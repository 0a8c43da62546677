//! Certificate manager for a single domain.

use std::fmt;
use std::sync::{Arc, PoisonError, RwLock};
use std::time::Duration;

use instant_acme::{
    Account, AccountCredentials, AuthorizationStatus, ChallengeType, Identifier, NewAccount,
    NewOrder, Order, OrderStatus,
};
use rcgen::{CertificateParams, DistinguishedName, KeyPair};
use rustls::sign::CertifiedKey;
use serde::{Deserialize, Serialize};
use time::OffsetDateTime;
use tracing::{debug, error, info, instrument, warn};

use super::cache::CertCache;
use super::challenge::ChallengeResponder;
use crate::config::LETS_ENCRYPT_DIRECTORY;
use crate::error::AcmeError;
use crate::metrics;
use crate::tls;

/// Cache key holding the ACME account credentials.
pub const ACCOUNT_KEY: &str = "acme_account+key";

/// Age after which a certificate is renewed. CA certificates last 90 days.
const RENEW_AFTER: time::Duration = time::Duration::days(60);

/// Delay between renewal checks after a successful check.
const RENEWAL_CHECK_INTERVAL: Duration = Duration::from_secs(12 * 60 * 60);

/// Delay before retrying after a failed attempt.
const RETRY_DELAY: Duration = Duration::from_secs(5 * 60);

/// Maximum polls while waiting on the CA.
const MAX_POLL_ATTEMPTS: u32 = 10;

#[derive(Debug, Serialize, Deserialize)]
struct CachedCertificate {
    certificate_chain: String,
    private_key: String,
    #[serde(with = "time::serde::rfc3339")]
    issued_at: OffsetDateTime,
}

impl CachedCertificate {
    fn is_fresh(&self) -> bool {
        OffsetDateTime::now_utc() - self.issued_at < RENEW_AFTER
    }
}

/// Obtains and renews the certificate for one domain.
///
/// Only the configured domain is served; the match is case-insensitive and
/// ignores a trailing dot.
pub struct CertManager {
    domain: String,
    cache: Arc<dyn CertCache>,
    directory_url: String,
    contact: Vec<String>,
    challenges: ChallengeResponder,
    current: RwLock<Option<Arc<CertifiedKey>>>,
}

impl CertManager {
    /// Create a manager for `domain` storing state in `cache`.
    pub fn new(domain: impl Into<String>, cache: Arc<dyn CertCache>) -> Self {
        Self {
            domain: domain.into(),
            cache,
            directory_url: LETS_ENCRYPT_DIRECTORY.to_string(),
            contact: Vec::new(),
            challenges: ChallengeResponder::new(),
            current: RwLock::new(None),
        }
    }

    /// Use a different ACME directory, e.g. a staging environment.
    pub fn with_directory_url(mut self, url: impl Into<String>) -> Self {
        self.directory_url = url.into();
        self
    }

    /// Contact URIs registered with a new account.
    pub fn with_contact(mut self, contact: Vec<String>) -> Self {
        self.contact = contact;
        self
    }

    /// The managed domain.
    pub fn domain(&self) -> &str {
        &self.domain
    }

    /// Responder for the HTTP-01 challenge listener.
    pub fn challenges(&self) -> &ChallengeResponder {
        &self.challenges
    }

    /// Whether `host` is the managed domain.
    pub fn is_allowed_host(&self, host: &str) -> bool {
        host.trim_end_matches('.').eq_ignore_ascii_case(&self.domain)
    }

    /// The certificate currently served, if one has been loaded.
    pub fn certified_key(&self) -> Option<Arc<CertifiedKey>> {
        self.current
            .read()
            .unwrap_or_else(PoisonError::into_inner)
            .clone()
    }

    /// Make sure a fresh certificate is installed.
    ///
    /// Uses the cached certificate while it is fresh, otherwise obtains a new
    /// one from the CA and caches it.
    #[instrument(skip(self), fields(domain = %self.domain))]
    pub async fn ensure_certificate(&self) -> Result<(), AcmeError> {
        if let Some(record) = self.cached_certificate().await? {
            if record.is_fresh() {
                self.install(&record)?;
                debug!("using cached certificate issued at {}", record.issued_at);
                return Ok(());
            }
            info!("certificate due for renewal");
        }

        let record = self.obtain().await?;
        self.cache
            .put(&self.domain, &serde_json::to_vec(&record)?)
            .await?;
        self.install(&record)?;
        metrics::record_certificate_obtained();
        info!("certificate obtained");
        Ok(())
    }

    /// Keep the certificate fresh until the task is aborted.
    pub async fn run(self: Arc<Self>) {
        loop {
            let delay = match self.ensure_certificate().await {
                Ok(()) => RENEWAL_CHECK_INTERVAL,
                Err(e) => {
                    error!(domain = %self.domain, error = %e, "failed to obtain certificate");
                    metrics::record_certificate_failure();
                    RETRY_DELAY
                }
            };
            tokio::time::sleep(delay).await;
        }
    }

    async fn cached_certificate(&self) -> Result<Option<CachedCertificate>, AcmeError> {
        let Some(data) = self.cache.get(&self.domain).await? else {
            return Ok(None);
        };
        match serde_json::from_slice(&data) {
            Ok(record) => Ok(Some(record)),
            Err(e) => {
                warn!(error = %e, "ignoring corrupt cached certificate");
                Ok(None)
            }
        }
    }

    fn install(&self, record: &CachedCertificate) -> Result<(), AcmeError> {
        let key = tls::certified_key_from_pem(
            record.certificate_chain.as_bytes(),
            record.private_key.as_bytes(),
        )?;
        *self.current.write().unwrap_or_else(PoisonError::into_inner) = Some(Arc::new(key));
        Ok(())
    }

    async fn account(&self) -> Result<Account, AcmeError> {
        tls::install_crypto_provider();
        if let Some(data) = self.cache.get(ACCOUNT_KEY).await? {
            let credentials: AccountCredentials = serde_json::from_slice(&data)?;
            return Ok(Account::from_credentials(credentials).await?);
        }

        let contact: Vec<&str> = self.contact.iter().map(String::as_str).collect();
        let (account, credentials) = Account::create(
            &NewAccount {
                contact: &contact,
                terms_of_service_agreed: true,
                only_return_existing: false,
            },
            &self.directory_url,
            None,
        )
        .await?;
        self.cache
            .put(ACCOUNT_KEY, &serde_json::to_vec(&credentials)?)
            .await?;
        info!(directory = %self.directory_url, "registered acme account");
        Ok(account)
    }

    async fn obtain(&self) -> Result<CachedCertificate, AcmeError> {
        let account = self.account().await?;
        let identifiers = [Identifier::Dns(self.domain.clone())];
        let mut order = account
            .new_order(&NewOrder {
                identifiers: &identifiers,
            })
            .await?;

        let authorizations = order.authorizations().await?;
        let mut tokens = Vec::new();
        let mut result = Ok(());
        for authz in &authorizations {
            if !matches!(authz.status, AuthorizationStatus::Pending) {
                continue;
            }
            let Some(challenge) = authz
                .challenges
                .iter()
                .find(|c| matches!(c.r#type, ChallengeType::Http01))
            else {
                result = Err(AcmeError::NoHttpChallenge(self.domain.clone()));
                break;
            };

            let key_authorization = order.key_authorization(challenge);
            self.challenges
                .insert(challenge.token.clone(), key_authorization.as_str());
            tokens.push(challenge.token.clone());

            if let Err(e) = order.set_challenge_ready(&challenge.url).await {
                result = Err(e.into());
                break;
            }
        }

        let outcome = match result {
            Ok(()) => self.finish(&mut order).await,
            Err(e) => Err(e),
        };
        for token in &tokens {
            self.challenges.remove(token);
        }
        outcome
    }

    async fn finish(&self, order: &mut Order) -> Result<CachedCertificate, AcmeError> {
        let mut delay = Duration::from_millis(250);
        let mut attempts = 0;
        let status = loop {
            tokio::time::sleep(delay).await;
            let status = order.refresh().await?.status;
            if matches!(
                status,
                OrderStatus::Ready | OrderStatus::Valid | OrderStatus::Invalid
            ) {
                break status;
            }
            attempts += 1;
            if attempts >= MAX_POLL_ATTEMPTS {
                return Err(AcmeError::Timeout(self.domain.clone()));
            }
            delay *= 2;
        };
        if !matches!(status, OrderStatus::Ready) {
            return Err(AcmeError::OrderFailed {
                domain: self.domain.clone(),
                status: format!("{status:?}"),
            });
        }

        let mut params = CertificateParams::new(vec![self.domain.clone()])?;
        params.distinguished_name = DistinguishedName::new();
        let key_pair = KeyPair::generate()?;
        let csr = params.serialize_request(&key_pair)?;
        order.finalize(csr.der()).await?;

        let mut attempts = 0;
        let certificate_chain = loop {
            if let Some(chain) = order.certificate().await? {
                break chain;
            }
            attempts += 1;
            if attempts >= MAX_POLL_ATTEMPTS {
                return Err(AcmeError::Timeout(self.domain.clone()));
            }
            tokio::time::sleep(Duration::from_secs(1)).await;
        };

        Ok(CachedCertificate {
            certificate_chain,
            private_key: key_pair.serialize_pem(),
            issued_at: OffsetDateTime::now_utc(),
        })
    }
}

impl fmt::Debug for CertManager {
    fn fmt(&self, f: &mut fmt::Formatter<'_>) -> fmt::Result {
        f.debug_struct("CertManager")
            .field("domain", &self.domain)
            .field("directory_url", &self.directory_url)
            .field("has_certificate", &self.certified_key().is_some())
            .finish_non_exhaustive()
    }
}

◆ ◆ ◆ ◆ ◆ ◆ ◆

▶ **YOUR INSTRUCTIONS**
Everything from the first line above up to and including the line that contains "const RENEWAL_CHECK_INTERVAL: Duration" should be printed exactly; please print only that.

▶ **EXPECTED OUTPUT**
repository 0a8c43da62546677
//! Certificate manager for a single domain.

use std::fmt;
use std::sync::{Arc, PoisonError, RwLock};
use std::time::Duration;

use instant_acme::{
    Account, AccountCredentials, AuthorizationStatus, ChallengeType, Identifier, NewAccount,
    NewOrder, Order, OrderStatus,
};
use rcgen::{CertificateParams, DistinguishedName, KeyPair};
use rustls::sign::CertifiedKey;
use serde::{Deserialize, Serialize};
use time::OffsetDateTime;
use tracing::{debug, error, info, instrument, warn};

use super::cache::CertCache;
use super::challenge::ChallengeResponder;
use crate::config::LETS_ENCRYPT_DIRECTORY;
use crate::error::AcmeError;
use crate::metrics;
use crate::tls;

/// Cache key holding the ACME account credentials.
pub const ACCOUNT_KEY: &str = "acme_account+key";

/// Age after which a certificate is renewed. CA certificates last 90 days.
const RENEW_AFTER: time::Duration = time::Duration::days(60);

/// Delay between renewal checks after a successful check.
const RENEWAL_CHECK_INTERVAL: Duration = Duration::from_secs(12 * 60 * 60);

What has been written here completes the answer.